Poster

Client Context

General Electric (GE) is a global digital industrial company that offers products and services in a wide range of industries. The division of GE that this project focuses on is GE Power. GE Power specializes in power generation technology, power grids, and energy management software.  This project focuses on GE Power’s fleet of gas turbines. 

A Gas turbine is the engine at the heart of a power plant that produces electrical current. Due to extreme temperatures and moving parts, a turbine must undergo various maintenance events over the course of its 30-year lifetime to keep the machine running at peak performance. These maintenance events occur every few years. When this happens, the machine is shutdown and inspected to see which components need to be worked on or replaced. 

The team focused on the smaller parts of the turbine that would potentially be replaced. These smaller parts are known as flow parts specifically. This is the term used by GE to describe small, consumable, wear-and-tear parts on the turbines such as seals, gaskets, nuts, and bolts. 

These are consumed by the turbine for each maintenance event. These flow parts are requested by a GE power maintenance personnel after they conduct a scheduled maintenance inspection. Based on the condition of the turbine, flow parts are requested to service the upcoming maintenance. 

GE has a team called the Sourcing Team that’s functionality is to determine the consumption of flow parts for a given turbine. Due to the high volume of maintenance requests, the sourcing team makes predictions using a software called servigistics. Servigistics makes predictions on a part-id specific level using historically weighted averages of the parts that were consumed for a given turbine. Since flow part consumption is dictated by discrete consumption events, there is an opportunity to incorporate all event information that the Sourcing Team, the team we’ve been working with, currently doesn’t utilize.

Project Objective

There is an opportunity to improve the current process used to predict flow part consumption by utilizing information about turbine maintenance events. This led us to more accurately predicting the consumption of flow parts. This was done by providing the sourcing team with visibility to the events in which the parts were consumed. This means that we incorporated information about the inspection type, region, and turbine frame,  that GE was not utilizing. This will allow the sourcing team to have an accurate number of flow parts on hand when needed, which in turn will reduce unnecessary costs associated with the ordering of flow parts.

Design Strategy

Our approach for developing our methodology was first taking into account what information influenced flow part consumption. The first analysis looked at the scheduling of the maintenance requests. Our findings told us that we can make the assumption that when a maintenance is to occur, it happens at the time the GE sets. Our findings also showed that the type of inspection of the maintenance influences part consumption.
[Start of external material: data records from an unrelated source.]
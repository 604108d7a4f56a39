//! addondeck - Main entry point.
//!
//! Usage: addondeck [OPTIONS] [ROUTE]
//!
//! Options:
//!   --version, -v        Show version
//!   --help, -h           Show this help
//!   --config <path>      Use a config file other than ~/.addondeckrc
//!
//! ROUTE is the initial location hash, e.g.
//! `#/addons/<transportUrl>/<catalogId>/<type>`. Defaults to the
//! `start_route` setting.

use std::env;
use std::io;
use std::panic;
use std::path::PathBuf;

use crossterm::{
    execute,
    terminal::{EnterAlternateScreen, LeaveAlternateScreen, disable_raw_mode, enable_raw_mode},
};
use ratatui::{Terminal, backend::CrosstermBackend};

use addondeck::app::App;
use addondeck::config::Config;
use addondeck::logging;

/// Maximum iterations for main loop (safety bound).
const MAX_MAIN_ITERATIONS: usize = 10_000_000;

const VERSION: &str = env!("CARGO_PKG_VERSION");

const USAGE: &str = "Usage: addondeck [OPTIONS] [ROUTE]

Options:
  -v, --version        Show version
  -h, --help           Show this help
      --config <path>  Use a config file other than ~/.addondeckrc

ROUTE is the initial location hash (default: start_route, or #/addons).";

fn main() -> Result<(), Box<dyn std::error::Error>> {
    let args: Vec<String> = env::args().skip(1).collect();

    if args.iter().any(|a| a == "--version" || a == "-v") {
        println!("addondeck v{}", VERSION);
        return Ok(());
    }

    if args.iter().any(|a| a == "--help" || a == "-h") {
        println!("{}", USAGE);
        return Ok(());
    }

    let mut config_path: Option<PathBuf> = None;
    let mut route: Option<String> = None;
    let mut iter = args.into_iter();
    while let Some(arg) = iter.next() {
        if arg == "--config" {
            let Some(path) = iter.next() else {
                eprintln!("--config requires a path\n\n{}", USAGE);
                std::process::exit(2);
            };
            config_path = Some(PathBuf::from(path));
        } else if arg.starts_with('-') {
            eprintln!("Unknown option: {}\n\n{}", arg, USAGE);
            std::process::exit(2);
        } else {
            route = Some(arg);
        }
    }

    // Configuration problems fall back to defaults
    let loaded = match &config_path {
        Some(path) => Config::load_from(path),
        None => Config::load(),
    };
    let (config, config_error) = match loaded {
        Ok(config) => (config, None),
        Err(e) => (Config::default(), Some(e)),
    };

    if let Err(e) = logging::init(&config.log_config) {
        eprintln!("Warning: file logging disabled: {}", e);
    }
    if let Some(e) = config_error {
        tracing::warn!(
            "[MAIN] Failed to load {}: {}; using defaults",
            config_path
                .unwrap_or_else(Config::default_config_path)
                .display(),
            e
        );
    }

    let initial_hash = route.unwrap_or_else(|| config.start_route.clone());

    // Set up panic hook to restore terminal on panic
    let original_hook = panic::take_hook();
    panic::set_hook(Box::new(move |panic_info| {
        let _ = restore_terminal();
        original_hook(panic_info);
    }));

    // Set up terminal
    enable_raw_mode()?;
    let mut stdout = io::stdout();
    execute!(stdout, EnterAlternateScreen)?;
    let backend = CrosstermBackend::new(stdout);
    let mut terminal = Terminal::new(backend)?;

    let mut app = App::new(&config, &initial_hash);

    // Main event loop
    let mut iterations = 0;
    let result = loop {
        if !app.is_running() || iterations >= MAX_MAIN_ITERATIONS {
            break Ok(());
        }

        if let Err(e) = terminal.draw(|frame| app.render(frame)) {
            break Err(e);
        }
        if let Err(e) = app.update() {
            break Err(e);
        }

        iterations += 1;
    };

    app.shutdown();
    restore_terminal()?;

    if let Err(e) = result {
        tracing::error!("[MAIN] Event loop failed: {}", e);
        return Err(e.into());
    }

    // Exit without waiting on an in-flight catalog request
    std::process::exit(0);
}

/// Restores the terminal to its original state.
fn restore_terminal() -> io::Result<()> {
    disable_raw_mode()?;
    execute!(io::stdout(), LeaveAlternateScreen)?;
    Ok(())
}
Based off of this information about their current system, the best approach for our project was transitioning from servergistics methodology of predicting based on the historically weighted averages of each part ID to predicting using a maintenance event based approach.  This means instead of just looking at how many parts were ordered, we are looking to what factors played into those parts being ordered.

We tested and validated this methodology by comparing part consumptions between historically weighted averages with part consumptions that had taken inspection type region, and turbine frame into account.

Deliverables

Predictive Part Consumption Tool (PPCT): Predicts flow part consumption by month and by region. The PPCT provides the Sourcing Team better visibility to future maintenance inspections and the predicted parts associated with those events. 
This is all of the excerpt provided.